## What needs to be done:
Could you copy, exactly as written, every line from the first line of the records through the one containing "pub struct EvaluationConfig"?

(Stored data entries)
▬▬▬
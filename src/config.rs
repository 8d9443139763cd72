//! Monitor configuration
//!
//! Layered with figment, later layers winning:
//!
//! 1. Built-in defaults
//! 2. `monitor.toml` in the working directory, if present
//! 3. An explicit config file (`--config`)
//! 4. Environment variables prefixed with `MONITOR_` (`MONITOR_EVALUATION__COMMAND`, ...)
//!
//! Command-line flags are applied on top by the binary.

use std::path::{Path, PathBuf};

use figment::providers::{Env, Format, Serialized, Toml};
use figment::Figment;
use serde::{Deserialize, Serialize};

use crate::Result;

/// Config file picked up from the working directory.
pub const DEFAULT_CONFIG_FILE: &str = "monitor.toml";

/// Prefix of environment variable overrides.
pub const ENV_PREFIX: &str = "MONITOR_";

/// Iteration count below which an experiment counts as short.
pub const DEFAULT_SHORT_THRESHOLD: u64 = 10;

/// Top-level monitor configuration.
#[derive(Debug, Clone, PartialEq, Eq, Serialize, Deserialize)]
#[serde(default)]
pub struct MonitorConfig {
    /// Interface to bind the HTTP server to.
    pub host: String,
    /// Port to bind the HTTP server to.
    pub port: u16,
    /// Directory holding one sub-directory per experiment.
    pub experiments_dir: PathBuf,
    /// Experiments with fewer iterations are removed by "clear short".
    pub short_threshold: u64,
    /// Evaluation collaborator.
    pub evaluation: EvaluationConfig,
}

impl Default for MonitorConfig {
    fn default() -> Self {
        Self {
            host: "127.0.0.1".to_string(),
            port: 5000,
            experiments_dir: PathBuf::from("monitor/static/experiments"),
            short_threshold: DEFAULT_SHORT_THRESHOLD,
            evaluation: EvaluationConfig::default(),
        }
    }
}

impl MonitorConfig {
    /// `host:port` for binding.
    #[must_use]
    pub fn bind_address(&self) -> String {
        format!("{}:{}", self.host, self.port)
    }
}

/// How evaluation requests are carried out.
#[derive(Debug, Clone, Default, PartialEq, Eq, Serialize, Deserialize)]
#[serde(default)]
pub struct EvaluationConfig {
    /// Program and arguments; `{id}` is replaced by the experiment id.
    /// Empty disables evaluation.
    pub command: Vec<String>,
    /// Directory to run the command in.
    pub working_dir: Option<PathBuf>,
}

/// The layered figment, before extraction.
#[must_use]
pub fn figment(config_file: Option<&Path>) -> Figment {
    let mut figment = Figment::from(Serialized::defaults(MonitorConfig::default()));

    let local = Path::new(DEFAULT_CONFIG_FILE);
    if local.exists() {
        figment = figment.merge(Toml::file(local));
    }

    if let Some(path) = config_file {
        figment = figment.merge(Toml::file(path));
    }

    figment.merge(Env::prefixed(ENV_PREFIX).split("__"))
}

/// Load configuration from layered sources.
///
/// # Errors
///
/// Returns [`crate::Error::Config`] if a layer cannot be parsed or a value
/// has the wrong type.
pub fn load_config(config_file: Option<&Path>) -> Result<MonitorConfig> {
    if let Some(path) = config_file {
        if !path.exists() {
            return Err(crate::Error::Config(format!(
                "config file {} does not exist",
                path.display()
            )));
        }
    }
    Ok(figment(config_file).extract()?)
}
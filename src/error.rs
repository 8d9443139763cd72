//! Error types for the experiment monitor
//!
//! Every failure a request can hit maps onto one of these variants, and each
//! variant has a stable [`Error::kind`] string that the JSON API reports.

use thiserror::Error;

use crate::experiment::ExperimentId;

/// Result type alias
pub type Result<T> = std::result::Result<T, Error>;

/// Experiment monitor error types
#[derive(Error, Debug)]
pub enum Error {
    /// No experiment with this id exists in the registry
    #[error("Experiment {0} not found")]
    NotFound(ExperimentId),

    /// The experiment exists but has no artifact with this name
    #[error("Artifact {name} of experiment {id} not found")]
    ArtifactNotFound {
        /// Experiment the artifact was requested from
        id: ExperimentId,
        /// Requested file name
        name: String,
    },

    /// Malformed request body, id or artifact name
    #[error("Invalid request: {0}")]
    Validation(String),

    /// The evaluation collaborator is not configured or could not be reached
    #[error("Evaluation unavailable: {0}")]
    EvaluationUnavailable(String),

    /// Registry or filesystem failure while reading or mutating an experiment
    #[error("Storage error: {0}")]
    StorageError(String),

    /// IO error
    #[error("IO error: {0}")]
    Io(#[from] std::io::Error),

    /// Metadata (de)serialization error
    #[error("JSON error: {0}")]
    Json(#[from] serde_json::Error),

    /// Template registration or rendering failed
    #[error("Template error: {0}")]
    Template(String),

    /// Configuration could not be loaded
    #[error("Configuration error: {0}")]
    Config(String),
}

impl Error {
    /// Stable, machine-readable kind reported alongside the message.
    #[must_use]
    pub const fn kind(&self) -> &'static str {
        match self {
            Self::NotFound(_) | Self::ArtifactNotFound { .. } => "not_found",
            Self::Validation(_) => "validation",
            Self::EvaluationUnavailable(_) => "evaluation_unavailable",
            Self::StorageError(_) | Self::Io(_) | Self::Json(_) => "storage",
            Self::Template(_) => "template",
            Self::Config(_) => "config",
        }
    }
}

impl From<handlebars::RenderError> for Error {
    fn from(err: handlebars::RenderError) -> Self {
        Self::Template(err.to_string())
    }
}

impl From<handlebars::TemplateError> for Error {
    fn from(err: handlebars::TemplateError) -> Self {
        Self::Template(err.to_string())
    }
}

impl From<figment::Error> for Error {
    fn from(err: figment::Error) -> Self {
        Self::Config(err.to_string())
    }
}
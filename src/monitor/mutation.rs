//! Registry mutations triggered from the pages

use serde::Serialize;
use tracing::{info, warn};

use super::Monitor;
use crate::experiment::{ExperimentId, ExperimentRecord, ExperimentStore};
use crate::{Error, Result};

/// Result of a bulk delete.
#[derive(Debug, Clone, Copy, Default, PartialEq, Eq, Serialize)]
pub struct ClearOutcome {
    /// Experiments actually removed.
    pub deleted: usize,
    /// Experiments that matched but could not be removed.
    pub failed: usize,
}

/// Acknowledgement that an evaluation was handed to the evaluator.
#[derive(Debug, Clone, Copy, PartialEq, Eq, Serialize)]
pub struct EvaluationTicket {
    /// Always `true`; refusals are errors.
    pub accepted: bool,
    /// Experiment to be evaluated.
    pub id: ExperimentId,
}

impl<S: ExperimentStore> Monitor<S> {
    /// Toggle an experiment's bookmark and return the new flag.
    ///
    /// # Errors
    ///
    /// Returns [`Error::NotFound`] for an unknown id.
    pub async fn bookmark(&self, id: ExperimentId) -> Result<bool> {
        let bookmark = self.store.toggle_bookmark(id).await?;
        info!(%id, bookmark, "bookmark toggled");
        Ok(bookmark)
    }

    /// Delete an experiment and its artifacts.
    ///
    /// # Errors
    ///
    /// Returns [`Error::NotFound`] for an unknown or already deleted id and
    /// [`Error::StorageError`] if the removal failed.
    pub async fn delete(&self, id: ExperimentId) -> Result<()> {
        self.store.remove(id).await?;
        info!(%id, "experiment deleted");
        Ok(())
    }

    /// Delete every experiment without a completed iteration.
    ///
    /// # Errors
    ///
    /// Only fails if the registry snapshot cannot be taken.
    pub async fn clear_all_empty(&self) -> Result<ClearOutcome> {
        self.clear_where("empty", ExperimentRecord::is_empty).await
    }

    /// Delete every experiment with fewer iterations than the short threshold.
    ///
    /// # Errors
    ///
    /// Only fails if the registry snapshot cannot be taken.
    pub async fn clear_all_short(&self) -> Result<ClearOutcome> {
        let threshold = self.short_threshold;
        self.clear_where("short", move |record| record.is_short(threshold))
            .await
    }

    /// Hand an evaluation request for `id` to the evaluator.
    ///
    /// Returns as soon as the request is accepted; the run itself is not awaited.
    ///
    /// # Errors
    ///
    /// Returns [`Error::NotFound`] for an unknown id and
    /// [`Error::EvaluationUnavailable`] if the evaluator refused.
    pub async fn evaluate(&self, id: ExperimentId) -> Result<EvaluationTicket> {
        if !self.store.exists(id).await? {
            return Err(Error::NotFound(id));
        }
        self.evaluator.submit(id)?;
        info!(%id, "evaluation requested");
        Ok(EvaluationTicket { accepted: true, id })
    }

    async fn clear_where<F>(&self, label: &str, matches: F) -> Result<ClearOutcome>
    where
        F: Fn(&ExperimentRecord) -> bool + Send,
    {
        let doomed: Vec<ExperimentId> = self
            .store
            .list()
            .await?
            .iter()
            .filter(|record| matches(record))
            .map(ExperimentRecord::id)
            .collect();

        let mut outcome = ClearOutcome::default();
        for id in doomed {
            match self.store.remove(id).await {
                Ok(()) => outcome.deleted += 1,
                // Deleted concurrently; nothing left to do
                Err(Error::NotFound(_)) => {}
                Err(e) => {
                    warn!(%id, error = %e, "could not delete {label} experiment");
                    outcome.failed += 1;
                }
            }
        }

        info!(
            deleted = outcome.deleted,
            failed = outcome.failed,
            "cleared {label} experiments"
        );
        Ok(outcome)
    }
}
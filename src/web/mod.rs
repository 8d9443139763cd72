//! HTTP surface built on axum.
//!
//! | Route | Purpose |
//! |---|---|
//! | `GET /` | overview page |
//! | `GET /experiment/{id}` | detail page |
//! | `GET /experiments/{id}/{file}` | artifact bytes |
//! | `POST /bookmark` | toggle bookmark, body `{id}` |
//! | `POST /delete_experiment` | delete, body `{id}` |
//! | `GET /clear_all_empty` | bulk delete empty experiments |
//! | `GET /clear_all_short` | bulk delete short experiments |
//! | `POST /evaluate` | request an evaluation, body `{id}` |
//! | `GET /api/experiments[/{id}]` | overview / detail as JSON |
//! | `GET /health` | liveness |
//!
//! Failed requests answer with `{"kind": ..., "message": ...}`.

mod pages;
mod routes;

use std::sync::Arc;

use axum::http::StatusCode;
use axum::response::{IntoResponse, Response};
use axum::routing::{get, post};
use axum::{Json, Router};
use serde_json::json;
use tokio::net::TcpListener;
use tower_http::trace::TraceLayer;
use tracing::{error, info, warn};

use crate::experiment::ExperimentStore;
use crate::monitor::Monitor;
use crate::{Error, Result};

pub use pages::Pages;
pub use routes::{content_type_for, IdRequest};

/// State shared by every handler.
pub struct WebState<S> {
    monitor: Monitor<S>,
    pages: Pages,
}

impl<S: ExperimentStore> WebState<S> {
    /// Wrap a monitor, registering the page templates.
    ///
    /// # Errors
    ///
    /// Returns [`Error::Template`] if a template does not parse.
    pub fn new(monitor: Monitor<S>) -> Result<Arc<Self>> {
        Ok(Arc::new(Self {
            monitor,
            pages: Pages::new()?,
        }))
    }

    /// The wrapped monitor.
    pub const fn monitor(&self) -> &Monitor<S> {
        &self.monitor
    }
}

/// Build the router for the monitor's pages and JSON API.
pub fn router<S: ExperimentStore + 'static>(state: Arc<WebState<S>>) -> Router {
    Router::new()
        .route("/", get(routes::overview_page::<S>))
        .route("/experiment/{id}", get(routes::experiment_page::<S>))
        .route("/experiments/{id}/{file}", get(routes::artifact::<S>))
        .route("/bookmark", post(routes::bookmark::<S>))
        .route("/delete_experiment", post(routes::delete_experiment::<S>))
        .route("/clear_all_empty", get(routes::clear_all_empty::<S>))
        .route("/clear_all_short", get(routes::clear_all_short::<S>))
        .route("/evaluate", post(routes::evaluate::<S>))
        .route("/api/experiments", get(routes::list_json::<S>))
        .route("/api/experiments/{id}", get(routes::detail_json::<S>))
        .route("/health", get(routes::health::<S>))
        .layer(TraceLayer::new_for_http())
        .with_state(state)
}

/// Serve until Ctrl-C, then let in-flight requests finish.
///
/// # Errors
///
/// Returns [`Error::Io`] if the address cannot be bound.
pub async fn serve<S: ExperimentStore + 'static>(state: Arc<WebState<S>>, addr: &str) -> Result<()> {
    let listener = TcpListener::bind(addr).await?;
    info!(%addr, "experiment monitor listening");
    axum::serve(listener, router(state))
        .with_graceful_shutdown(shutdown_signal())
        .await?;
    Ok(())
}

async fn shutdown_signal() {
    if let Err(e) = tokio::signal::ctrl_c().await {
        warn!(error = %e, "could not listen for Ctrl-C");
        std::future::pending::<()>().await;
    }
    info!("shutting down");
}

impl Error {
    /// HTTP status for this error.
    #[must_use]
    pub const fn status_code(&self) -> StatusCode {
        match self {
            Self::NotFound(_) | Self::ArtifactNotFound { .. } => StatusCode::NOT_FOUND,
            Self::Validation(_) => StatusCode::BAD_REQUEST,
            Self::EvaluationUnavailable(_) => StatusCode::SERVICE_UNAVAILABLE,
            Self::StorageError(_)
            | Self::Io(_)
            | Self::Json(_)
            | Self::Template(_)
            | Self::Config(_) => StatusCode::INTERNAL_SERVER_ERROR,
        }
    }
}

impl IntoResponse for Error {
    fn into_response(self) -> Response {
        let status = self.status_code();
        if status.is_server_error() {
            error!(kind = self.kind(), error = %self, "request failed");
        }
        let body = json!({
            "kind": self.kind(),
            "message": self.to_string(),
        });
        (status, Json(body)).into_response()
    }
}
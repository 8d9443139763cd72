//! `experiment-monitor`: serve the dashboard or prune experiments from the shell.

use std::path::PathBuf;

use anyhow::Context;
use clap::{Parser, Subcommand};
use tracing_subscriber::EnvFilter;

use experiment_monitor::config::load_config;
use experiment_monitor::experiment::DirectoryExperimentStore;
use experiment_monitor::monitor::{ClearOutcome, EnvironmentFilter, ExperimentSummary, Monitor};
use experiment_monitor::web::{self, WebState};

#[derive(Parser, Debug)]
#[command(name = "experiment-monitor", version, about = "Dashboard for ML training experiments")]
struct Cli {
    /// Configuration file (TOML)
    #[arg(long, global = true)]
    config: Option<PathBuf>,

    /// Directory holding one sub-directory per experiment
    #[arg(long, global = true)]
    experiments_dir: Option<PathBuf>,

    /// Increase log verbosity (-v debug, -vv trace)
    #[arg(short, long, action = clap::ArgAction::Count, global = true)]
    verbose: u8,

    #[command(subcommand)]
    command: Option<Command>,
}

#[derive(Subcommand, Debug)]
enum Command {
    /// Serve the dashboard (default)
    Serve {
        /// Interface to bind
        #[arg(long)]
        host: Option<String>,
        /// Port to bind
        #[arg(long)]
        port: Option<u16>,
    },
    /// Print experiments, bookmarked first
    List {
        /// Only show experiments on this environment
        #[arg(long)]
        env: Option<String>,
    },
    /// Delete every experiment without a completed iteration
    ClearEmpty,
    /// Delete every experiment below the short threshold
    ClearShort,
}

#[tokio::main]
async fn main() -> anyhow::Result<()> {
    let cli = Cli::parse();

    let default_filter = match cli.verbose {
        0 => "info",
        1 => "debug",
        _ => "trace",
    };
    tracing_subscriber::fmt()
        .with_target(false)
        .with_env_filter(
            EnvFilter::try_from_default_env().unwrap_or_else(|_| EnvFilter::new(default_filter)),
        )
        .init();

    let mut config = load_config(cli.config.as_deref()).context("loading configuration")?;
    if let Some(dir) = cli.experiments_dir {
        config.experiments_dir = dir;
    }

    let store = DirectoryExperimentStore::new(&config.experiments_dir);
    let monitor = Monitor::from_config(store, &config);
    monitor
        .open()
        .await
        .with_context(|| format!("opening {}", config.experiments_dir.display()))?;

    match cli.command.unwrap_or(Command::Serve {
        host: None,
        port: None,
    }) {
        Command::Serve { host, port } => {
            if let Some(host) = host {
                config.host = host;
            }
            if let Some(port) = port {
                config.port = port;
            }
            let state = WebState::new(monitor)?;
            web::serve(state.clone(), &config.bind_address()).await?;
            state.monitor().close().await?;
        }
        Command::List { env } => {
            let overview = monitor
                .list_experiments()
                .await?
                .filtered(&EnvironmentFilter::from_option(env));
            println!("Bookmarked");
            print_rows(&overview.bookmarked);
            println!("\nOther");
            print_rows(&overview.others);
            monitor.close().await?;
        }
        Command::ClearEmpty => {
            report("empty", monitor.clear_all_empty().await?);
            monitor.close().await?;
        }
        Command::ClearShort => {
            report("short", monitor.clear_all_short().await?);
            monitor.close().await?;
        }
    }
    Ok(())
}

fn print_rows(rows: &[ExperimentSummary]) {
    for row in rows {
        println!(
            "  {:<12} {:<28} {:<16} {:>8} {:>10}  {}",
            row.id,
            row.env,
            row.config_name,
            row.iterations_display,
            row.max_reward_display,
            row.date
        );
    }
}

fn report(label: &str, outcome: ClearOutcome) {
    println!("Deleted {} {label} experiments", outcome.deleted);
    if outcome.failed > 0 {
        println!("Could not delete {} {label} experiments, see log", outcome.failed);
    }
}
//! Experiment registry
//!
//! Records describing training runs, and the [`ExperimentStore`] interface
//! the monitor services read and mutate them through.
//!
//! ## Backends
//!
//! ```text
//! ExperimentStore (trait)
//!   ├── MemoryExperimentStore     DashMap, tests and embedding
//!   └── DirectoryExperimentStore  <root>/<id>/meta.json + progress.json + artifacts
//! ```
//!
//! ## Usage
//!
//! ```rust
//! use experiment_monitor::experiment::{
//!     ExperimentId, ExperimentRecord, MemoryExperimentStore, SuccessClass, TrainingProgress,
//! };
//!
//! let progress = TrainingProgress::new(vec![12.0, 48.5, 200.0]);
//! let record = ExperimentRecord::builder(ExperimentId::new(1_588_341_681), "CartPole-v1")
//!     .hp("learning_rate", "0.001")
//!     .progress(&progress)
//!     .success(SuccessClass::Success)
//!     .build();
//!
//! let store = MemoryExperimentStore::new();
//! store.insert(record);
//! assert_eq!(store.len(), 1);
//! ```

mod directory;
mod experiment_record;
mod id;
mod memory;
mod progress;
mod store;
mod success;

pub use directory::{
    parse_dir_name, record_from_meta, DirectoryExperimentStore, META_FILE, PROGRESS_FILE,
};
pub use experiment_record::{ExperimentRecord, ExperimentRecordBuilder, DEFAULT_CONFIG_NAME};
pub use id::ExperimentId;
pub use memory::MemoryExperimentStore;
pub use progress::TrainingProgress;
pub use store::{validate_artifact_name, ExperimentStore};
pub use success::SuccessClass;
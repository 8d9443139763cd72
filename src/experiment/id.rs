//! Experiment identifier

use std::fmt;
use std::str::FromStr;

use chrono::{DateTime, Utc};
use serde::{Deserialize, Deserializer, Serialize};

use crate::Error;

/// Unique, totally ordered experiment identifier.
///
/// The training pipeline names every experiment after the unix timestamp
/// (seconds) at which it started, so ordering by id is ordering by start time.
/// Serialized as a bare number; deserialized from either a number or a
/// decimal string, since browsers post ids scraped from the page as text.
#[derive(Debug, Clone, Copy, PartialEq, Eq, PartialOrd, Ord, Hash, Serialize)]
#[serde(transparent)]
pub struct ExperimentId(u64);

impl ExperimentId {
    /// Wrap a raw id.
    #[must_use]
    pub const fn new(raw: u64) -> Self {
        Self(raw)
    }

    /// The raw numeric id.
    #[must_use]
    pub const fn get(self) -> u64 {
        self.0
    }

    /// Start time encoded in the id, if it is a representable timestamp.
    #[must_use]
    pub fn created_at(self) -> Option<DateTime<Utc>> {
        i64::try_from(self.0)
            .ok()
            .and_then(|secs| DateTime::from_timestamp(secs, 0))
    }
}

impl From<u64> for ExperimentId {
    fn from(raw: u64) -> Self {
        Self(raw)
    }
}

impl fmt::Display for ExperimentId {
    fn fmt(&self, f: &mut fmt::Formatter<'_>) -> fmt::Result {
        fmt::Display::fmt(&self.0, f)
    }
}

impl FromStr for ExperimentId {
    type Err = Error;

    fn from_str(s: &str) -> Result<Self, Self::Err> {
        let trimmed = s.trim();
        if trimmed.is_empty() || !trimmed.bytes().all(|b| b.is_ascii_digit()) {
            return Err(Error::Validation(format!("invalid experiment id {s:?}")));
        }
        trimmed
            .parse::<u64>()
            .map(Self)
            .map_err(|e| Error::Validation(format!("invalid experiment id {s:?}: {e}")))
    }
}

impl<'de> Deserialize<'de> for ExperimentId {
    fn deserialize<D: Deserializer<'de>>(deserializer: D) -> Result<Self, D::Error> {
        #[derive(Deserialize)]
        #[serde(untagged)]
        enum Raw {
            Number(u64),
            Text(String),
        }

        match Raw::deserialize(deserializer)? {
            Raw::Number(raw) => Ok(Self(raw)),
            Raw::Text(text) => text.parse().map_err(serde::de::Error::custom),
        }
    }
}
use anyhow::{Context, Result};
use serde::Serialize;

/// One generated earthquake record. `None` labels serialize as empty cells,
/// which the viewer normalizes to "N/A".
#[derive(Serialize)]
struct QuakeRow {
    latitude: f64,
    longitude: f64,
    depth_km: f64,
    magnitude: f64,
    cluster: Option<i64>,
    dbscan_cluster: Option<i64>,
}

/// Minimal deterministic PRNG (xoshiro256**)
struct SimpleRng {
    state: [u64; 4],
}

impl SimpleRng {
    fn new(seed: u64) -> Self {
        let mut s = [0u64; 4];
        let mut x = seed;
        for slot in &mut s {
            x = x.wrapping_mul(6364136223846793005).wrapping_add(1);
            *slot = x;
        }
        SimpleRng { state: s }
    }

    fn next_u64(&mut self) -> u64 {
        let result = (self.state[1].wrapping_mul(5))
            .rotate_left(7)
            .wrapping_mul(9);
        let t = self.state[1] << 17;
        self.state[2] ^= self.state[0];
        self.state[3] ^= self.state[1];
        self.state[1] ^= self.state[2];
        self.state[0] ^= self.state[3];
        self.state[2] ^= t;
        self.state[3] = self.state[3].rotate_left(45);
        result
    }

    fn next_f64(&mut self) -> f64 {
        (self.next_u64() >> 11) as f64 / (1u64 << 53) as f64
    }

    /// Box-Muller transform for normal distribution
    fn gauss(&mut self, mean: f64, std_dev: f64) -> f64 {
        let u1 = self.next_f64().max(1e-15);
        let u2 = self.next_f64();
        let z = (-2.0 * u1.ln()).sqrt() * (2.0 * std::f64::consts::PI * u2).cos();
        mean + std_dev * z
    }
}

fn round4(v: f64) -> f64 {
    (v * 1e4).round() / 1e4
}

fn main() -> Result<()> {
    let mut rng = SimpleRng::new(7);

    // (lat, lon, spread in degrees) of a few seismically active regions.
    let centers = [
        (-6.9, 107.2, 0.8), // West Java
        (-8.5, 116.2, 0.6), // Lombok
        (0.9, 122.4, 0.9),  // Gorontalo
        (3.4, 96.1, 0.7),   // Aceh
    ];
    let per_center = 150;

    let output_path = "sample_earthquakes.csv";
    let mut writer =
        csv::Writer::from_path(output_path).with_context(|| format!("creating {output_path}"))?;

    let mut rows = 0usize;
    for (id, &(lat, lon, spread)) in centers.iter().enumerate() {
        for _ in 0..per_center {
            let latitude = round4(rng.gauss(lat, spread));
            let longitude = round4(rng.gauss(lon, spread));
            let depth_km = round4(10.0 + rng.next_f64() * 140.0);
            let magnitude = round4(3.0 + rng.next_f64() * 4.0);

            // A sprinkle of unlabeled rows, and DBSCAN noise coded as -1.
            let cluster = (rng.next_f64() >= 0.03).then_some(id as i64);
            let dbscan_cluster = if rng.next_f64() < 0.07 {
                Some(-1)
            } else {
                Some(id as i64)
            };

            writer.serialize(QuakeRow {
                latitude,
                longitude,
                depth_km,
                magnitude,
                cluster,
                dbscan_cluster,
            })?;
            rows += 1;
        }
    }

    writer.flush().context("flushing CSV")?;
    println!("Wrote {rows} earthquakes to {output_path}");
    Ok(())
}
▬▬▬
## Reply:
filename src/config.rs
repository 8d9443139763cd72
//! Monitor configuration
//!
//! Layered with figment, later layers winning:
//!
//! 1. Built-in defaults
//! 2. `monitor.toml` in the working directory, if present
//! 3. An explicit config file (`--config`)
//! 4. Environment variables prefixed with `MONITOR_` (`MONITOR_EVALUATION__COMMAND`, ...)
//!
//! Command-line flags are applied on top by the binary.

use std::path::{Path, PathBuf};

use figment::providers::{Env, Format, Serialized, Toml};
use figment::Figment;
use serde::{Deserialize, Serialize};

use crate::Result;

/// Config file picked up from the working directory.
pub const DEFAULT_CONFIG_FILE: &str = "monitor.toml";

/// Prefix of environment variable overrides.
pub const ENV_PREFIX: &str = "MONITOR_";

/// Iteration count below which an experiment counts as short.
pub const DEFAULT_SHORT_THRESHOLD: u64 = 10;

/// Top-level monitor configuration.
#[derive(Debug, Clone, PartialEq, Eq, Serialize, Deserialize)]
#[serde(default)]
pub struct MonitorConfig {
    /// Interface to bind the HTTP server to.
    pub host: String,
    /// Port to bind the HTTP server to.
    pub port: u16,
    /// Directory holding one sub-directory per experiment.
    pub experiments_dir: PathBuf,
    /// Experiments with fewer iterations are removed by "clear short".
    pub short_threshold: u64,
    /// Evaluation collaborator.
    pub evaluation: EvaluationConfig,
}

impl Default for MonitorConfig {
    fn default() -> Self {
        Self {
            host: "127.0.0.1".to_string(),
            port: 5000,
            experiments_dir: PathBuf::from("monitor/static/experiments"),
            short_threshold: DEFAULT_SHORT_THRESHOLD,
            evaluation: EvaluationConfig::default(),
        }
    }
}

impl MonitorConfig {
    /// `host:port` for binding.
    #[must_use]
    pub fn bind_address(&self) -> String {
        format!("{}:{}", self.host, self.port)
    }
}

/// How evaluation requests are carried out.
#[derive(Debug, Clone, Default, PartialEq, Eq, Serialize, Deserialize)]
#[serde(default)]
pub struct EvaluationConfig {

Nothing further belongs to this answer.